Jules van Binsbergen: Yeah, this episode is coming out a little irregularly, but it is the summer. So during the summer season, the episodes will not come out on the strict biweekly schedule. Once we’re back to the fall, we’re back to the regular schedule that we’ve been doing before.
Jonathan Berk: Today, we’re going to talk about mistakes. And we’ve been talking all along about the importance of admitting our mistakes.
Jules van Binsbergen: But what we haven’t spoken much about is to know when you actually have made a mistake, or let’s even take a step back further, which is, how do you define a mistake? What is a mistake really?
Jonathan Berk: Yeah, some people might think it’s obvious, but I don’t think it’s quite that obvious. I always use as an example, back in the day at Stanford, we used to teach a course called Critical Analytical Thinking. And the course was designed to make better business decisions. And so I would start the course out by asking students what a mistake was. And I would say to students, okay, if, let’s say, you make a decision and things don’t turn out well – they turn out badly, does that automatically mean you’ve made a mistake? And conversely, if you make a decision and things turn out well, does that mean you haven’t made a mistake?
And I was always surprised that even at Stanford, the majority of students would agree with that statement. They would say, if the decision turned out well, then that means it was not a mistake. And if it turned out badly, it was a mistake.

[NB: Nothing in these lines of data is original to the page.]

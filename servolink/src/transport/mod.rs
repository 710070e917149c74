//! Physical transport layer for servo buses.
//!
//! A transport owns a serial-like byte channel and knows nothing about
//! packets. The protocol engine above it writes whole packets, polls for
//! reply bytes, and sizes its timeouts from [`Transport::msec_per_byte`].
//!
//! Implementations:
//! - [`serial::SerialTransport`]: a local serial port (USB-TTL, RS-485)
//! - [`can::CanTunnelTransport`]: a CAN bus reached through a
//!   CAN-to-serial bridge in transparent conversion mode
//! - [`mock::MockTransport`]: in-memory channel for tests

use std::time::Duration;

use tokio_serial::{DataBits, FlowControl, Parity, StopBits};

use crate::config::TransportConfig;
use crate::error::{Error, Result};

pub mod can;
pub mod mock;
pub mod serial;
mod timing;

pub use timing::{PacketTimer, LATENCY_TIMER_MS};

/// Baud rate used when none is configured.
pub const DEFAULT_BAUD_RATE: u32 = 1_000_000;

/// Baud rates a transport accepts.
pub const SUPPORTED_BAUD_RATES: &[u32] = &[
    9_600, 19_200, 38_400, 57_600, 115_200, 230_400, 460_800, 500_000, 576_000, 921_600,
    1_000_000, 1_152_000, 2_000_000, 2_500_000, 3_000_000, 3_500_000, 4_000_000,
];

/// Bit times per byte on the wire: start bit, 8 data bits, stop bit.
const BITS_PER_BYTE: f64 = 10.0;

/// Milliseconds needed to transmit one byte at `baud_rate`.
///
/// The protocol engine multiplies this by packet lengths to build its
/// timeout windows, so every transport must use exactly this value.
pub fn msec_per_byte(baud_rate: u32) -> f64 {
    (1000.0 / baud_rate as f64) * BITS_PER_BYTE
}

/// Check a baud rate against [`SUPPORTED_BAUD_RATES`].
pub fn check_baud_rate(baud_rate: u32) -> Result<u32> {
    if SUPPORTED_BAUD_RATES.contains(&baud_rate) {
        Ok(baud_rate)
    } else {
        Err(Error::UnsupportedBaudRate(baud_rate))
    }
}

/// Line settings applied when a channel is opened.
#[derive(Debug, Clone, Copy, PartialEq, Eq)]
pub struct PortSettings {
    pub data_bits: DataBits,
    pub parity: Parity,
    pub stop_bits: StopBits,
    pub flow_control: FlowControl,
    /// How long a read may wait for data. Zero makes reads non-blocking.
    pub read_timeout: Duration,
}

impl PortSettings {
    /// 8 data bits, no parity, 1 stop bit, non-blocking reads.
    pub const fn eight_n_one() -> Self {
        Self {
            data_bits: DataBits::Eight,
            parity: Parity::None,
            stop_bits: StopBits::One,
            flow_control: FlowControl::None,
            read_timeout: Duration::ZERO,
        }
    }
}

impl Default for PortSettings {
    fn default() -> Self {
        Self::eight_n_one()
    }
}

/// Byte channel consumed by a servo protocol engine.
///
/// Every I/O method is non-blocking: reads return whatever is buffered
/// (possibly nothing) and writes hand bytes to the driver immediately.
/// Callers poll and account for time themselves, usually with a
/// [`PacketTimer`] from [`Transport::packet_timer`].
///
/// Reads and writes on a closed transport fail with [`Error::NotOpen`] and
/// touch no hardware.
pub trait Transport: Send {
    /// Name of the underlying channel, e.g. `/dev/ttyUSB0`.
    fn port_name(&self) -> &str;

    fn is_open(&self) -> bool;

    /// Claim the channel with the given line settings.
    ///
    /// An already open channel is closed first and fully set up again.
    fn open_with(&mut self, settings: &PortSettings) -> Result<()>;

    /// Claim the channel with 8N1 non-blocking settings.
    fn open(&mut self) -> Result<()> {
        self.open_with(&PortSettings::eight_n_one())
    }

    /// Release the channel. Does nothing if already closed.
    fn close(&mut self);

    fn baud_rate(&self) -> u32;

    /// Change the baud rate and recompute [`Transport::msec_per_byte`].
    ///
    /// On a closed transport the rate is recorded and applied by the next
    /// open. Unsupported rates leave the previous rate in force.
    fn set_baud_rate(&mut self, baud_rate: u32) -> Result<()>;

    /// Milliseconds to transmit one byte at the current baud rate.
    fn msec_per_byte(&self) -> f64;

    /// Number of received bytes waiting to be read.
    fn bytes_available(&mut self) -> Result<usize>;

    /// Discard pending input.
    fn clear_input(&mut self) -> Result<()>;

    /// Read up to `max_len` bytes without waiting.
    fn read(&mut self, max_len: usize) -> Result<Vec<u8>>;

    /// Write `bytes`, returning how many the driver accepted.
    fn write(&mut self, bytes: &[u8]) -> Result<usize>;

    /// Start the timeout window for a reply of `packet_len` bytes.
    fn packet_timer(&self, packet_len: usize) -> PacketTimer {
        PacketTimer::for_packet(self.msec_per_byte(), packet_len)
    }
}

impl<T: Transport + ?Sized> Transport for Box<T> {
    fn port_name(&self) -> &str {
        (**self).port_name()
    }

    fn is_open(&self) -> bool {
        (**self).is_open()
    }

    fn open_with(&mut self, settings: &PortSettings) -> Result<()> {
        (**self).open_with(settings)
    }

    fn open(&mut self) -> Result<()> {
        (**self).open()
    }

    fn close(&mut self) {
        (**self).close()
    }

    fn baud_rate(&self) -> u32 {
        (**self).baud_rate()
    }

    fn set_baud_rate(&mut self, baud_rate: u32) -> Result<()> {
        (**self).set_baud_rate(baud_rate)
    }

    fn msec_per_byte(&self) -> f64 {
        (**self).msec_per_byte()
    }

    fn bytes_available(&mut self) -> Result<usize> {
        (**self).bytes_available()
    }

    fn clear_input(&mut self) -> Result<()> {
        (**self).clear_input()
    }

    fn read(&mut self, max_len: usize) -> Result<Vec<u8>> {
        (**self).read(max_len)
    }

    fn write(&mut self, bytes: &[u8]) -> Result<usize> {
        (**self).write(bytes)
    }

    fn packet_timer(&self, packet_len: usize) -> PacketTimer {
        (**self).packet_timer(packet_len)
    }
}

/// Build the transport described by `config`.
///
/// The returned transport is closed; call [`Transport::open`] on it.
pub fn create_transport(config: &TransportConfig) -> Result<Box<dyn Transport>> {
    match config {
        TransportConfig::Serial(cfg) => {
            let transport = serial::SerialTransport::with_baud_rate(&cfg.port, cfg.baud_rate)?;
            Ok(Box::new(transport))
        }
        TransportConfig::CanTunnel(cfg) => {
            let transport = can::CanTunnelTransport::serial(cfg)?;
            Ok(Box::new(transport))
        }
    }
}
//! Loader for previously scraped result dumps.
//!
//! Accepts a JSON array, newline-delimited objects, or objects simply
//! concatenated one after another. Keys follow the dump format
//! (`university`, `US/International`, `greScore`, ...).

use std::path::Path;

use anyhow::Context;
use gradq_core::{truncate_comment, CandidateRecord, Decision, Degree, Nationality};
use serde_json::{Map, Value as JsonValue};
use tracing::warn;

use crate::ingest::{ingest_records, IngestOutcome};
use crate::sink::IngestSink;

pub fn parse_seed(text: &str) -> Result<Vec<CandidateRecord>, serde_json::Error> {
    let mut out = Vec::new();
    for value in serde_json::Deserializer::from_str(text).into_iter::<JsonValue>() {
        match value? {
            JsonValue::Array(items) => {
                for item in items {
                    push_entry(&mut out, item);
                }
            }
            other => push_entry(&mut out, other),
        }
    }
    Ok(out)
}

fn push_entry(out: &mut Vec<CandidateRecord>, value: JsonValue) {
    match value {
        JsonValue::Object(entry) => out.push(record_from_entry(&entry)),
        other => warn!(entry = %other, "skipping non-object seed entry"),
    }
}

pub fn record_from_entry(entry: &Map<String, JsonValue>) -> CandidateRecord {
    let program = text(entry, "program").unwrap_or_default();
    let degree = text(entry, "degree")
        .map(|d| Degree::from_label(&d))
        .unwrap_or_else(|| Degree::classify(&program));

    CandidateRecord {
        external_id: text(entry, "url"),
        institution: text(entry, "university").unwrap_or_default(),
        degree,
        program,
        decision: text(entry, "status")
            .map(|s| Decision::from_label(&s))
            .unwrap_or(Decision::Unknown),
        decision_date: text(entry, "decisionDate"),
        listing_date: text(entry, "date_added").unwrap_or_default(),
        comment: text(entry, "comments")
            .map(|c| truncate_comment(&c))
            .unwrap_or_default(),
        term: text(entry, "term"),
        nationality: text(entry, "US/International").and_then(|n| Nationality::from_label(&n)),
        gpa: number(entry, "gpa"),
        gre_quant: number(entry, "greScore"),
        gre_verbal: number(entry, "greV"),
        gre_aw: number(entry, "greAW"),
        llm_generated_program: text(entry, "llm-generated-program"),
        llm_generated_university: text(entry, "llm-generated-university"),
    }
}

/// Non-empty string value; blanks count as missing.
fn text(entry: &Map<String, JsonValue>, key: &str) -> Option<String> {
    entry
        .get(key)
        .and_then(JsonValue::as_str)
        .map(str::trim)
        .filter(|s| !s.is_empty())
        .map(ToString::to_string)
}

/// JSON number or numeric string.
fn number(entry: &Map<String, JsonValue>, key: &str) -> Option<f64> {
    match entry.get(key)? {
        JsonValue::Number(n) => n.as_f64(),
        JsonValue::String(s) => s.trim().parse().ok(),
        _ => None,
    }
}

pub async fn load_seed_file(path: &Path) -> anyhow::Result<Vec<CandidateRecord>> {
    let text = tokio::fs::read_to_string(path)
        .await
        .with_context(|| format!("reading seed file {}", path.display()))?;
    parse_seed(&text).with_context(|| format!("parsing seed file {}", path.display()))
}

/// Load a dump and push it through one ingestion transaction.
pub async fn seed_from_file(
    sink: &dyn IngestSink,
    source: &str,
    path: &Path,
) -> anyhow::Result<IngestOutcome> {
    let records = load_seed_file(path).await?;
    let outcome = ingest_records(sink, source, &records)
        .await
        .context("ingesting seed records")?;
    Ok(outcome)
}
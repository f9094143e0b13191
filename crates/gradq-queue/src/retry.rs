use std::fmt::Display;
use std::future::Future;
use std::time::Duration;

use tracing::warn;

/// Bounded attempts with a constant pause between them.
#[derive(Debug, Clone, Copy, PartialEq, Eq)]
pub struct RetryPolicy {
    pub max_attempts: u32,
    pub delay: Duration,
}

impl RetryPolicy {
    pub fn new(max_attempts: u32, delay: Duration) -> Self {
        Self {
            max_attempts: max_attempts.max(1),
            delay,
        }
    }
}

/// Run `op` until it succeeds or the policy is exhausted; the last error is returned.
pub async fn retry_fixed<T, E, F, Fut>(policy: RetryPolicy, what: &str, mut op: F) -> Result<T, E>
where
    F: FnMut(u32) -> Fut,
    Fut: Future<Output = Result<T, E>>,
    E: Display,
{
    let mut attempt = 1;
    loop {
        match op(attempt).await {
            Ok(value) => return Ok(value),
            Err(err) if attempt >= policy.max_attempts => return Err(err),
            Err(err) => {
                warn!(
                    what,
                    attempt,
                    max_attempts = policy.max_attempts,
                    error = %err,
                    "attempt failed; retrying"
                );
                tokio::time::sleep(policy.delay).await;
                attempt += 1;
            }
        }
    }
}
//! Page fetcher for the paginated results listing.

use std::time::Duration;

use anyhow::Context;
use async_trait::async_trait;
use reqwest::Url;
use thiserror::Error;
use tracing::{debug, info_span, Instrument};

pub const CRATE_NAME: &str = "gradq-fetch";

pub const DEFAULT_LISTING_URL: &str = "https://www.thegradcafe.com/survey/index.php";

pub const DEFAULT_USER_AGENT: &str = "Mozilla/5.0 (Windows NT 10.0; Win64; x64) \
AppleWebKit/537.36 (KHTML, like Gecko) Chrome/119.0.0.0 Safari/537.36";

#[derive(Debug, Clone)]
pub struct HttpClientConfig {
    pub listing_url: String,
    pub timeout: Duration,
    pub user_agent: String,
}

impl Default for HttpClientConfig {
    fn default() -> Self {
        Self {
            listing_url: DEFAULT_LISTING_URL.to_string(),
            timeout: Duration::from_secs(20),
            user_agent: DEFAULT_USER_AGENT.to_string(),
        }
    }
}

#[derive(Debug, Clone, PartialEq, Eq)]
pub struct FetchedPage {
    pub page: u32,
    pub url: String,
    pub body: String,
}

#[derive(Debug, Error)]
pub enum FetchError {
    #[error("page numbers are 1-based, got {0}")]
    InvalidPage(u32),
    #[error("invalid listing url {url}: {reason}")]
    InvalidUrl { url: String, reason: String },
    #[error("request failed: {0}")]
    Request(#[from] reqwest::Error),
    #[error("http status {status} for {url}")]
    HttpStatus { status: u16, url: String },
}

/// Retrieves one page of the external listing. Implementations do no retrying
/// and no pagination of their own.
#[async_trait]
pub trait PageFetcher: Send + Sync {
    async fn fetch_page(&self, page: u32) -> Result<FetchedPage, FetchError>;
}

#[derive(Debug)]
pub struct HttpPageFetcher {
    client: reqwest::Client,
    listing_url: String,
}

impl HttpPageFetcher {
    pub fn new(config: HttpClientConfig) -> anyhow::Result<Self> {
        let client = reqwest::Client::builder()
            .gzip(true)
            .brotli(true)
            .timeout(config.timeout)
            .user_agent(config.user_agent)
            .build()
            .context("building reqwest client")?;

        Ok(Self {
            client,
            listing_url: config.listing_url,
        })
    }

    pub fn page_url(&self, page: u32) -> Result<Url, FetchError> {
        page_url(&self.listing_url, page)
    }
}

/// Listing URL for a 1-based page, carrying the site's full-listing query.
pub fn page_url(listing_url: &str, page: u32) -> Result<Url, FetchError> {
    if page == 0 {
        return Err(FetchError::InvalidPage(page));
    }
    let page = page.to_string();
    Url::parse_with_params(
        listing_url,
        &[("q", ""), ("t", "a"), ("o", ""), ("page", page.as_str())],
    )
    .map_err(|e| FetchError::InvalidUrl {
        url: listing_url.to_string(),
        reason: e.to_string(),
    })
}

#[async_trait]
impl PageFetcher for HttpPageFetcher {
    async fn fetch_page(&self, page: u32) -> Result<FetchedPage, FetchError> {
        let url = self.page_url(page)?;
        let span = info_span!("page_fetch", page, url = %url);

        async move {
            let resp = self.client.get(url.clone()).send().await?;
            let status = resp.status();
            let final_url = resp.url().to_string();

            if !status.is_success() {
                return Err(FetchError::HttpStatus {
                    status: status.as_u16(),
                    url: final_url,
                });
            }

            let body = resp.text().await?;
            debug!(bytes = body.len(), "fetched listing page");
            Ok(FetchedPage {
                page,
                url: final_url,
                body,
            })
        }
        .instrument(span)
        .await
    }
}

Jules van Binsbergen: Yeah, I know. So the way that I in class try to really make the difference between good decisions and good outcomes salient is through an example from this TV show that, unfortunately, isn’t on TV anymore. It was called Deal or No Deal. And so the basic premise of the show was that there are a bunch of suitcases that have monetary amounts in them, and there’s a fixed number of amounts. You pick one of those suitcases but, of course, you don’t know what amount is in your suitcase. And then gradually, the suitcases are opened, and then it becomes clearer and clearer what amount might be in your suitcase.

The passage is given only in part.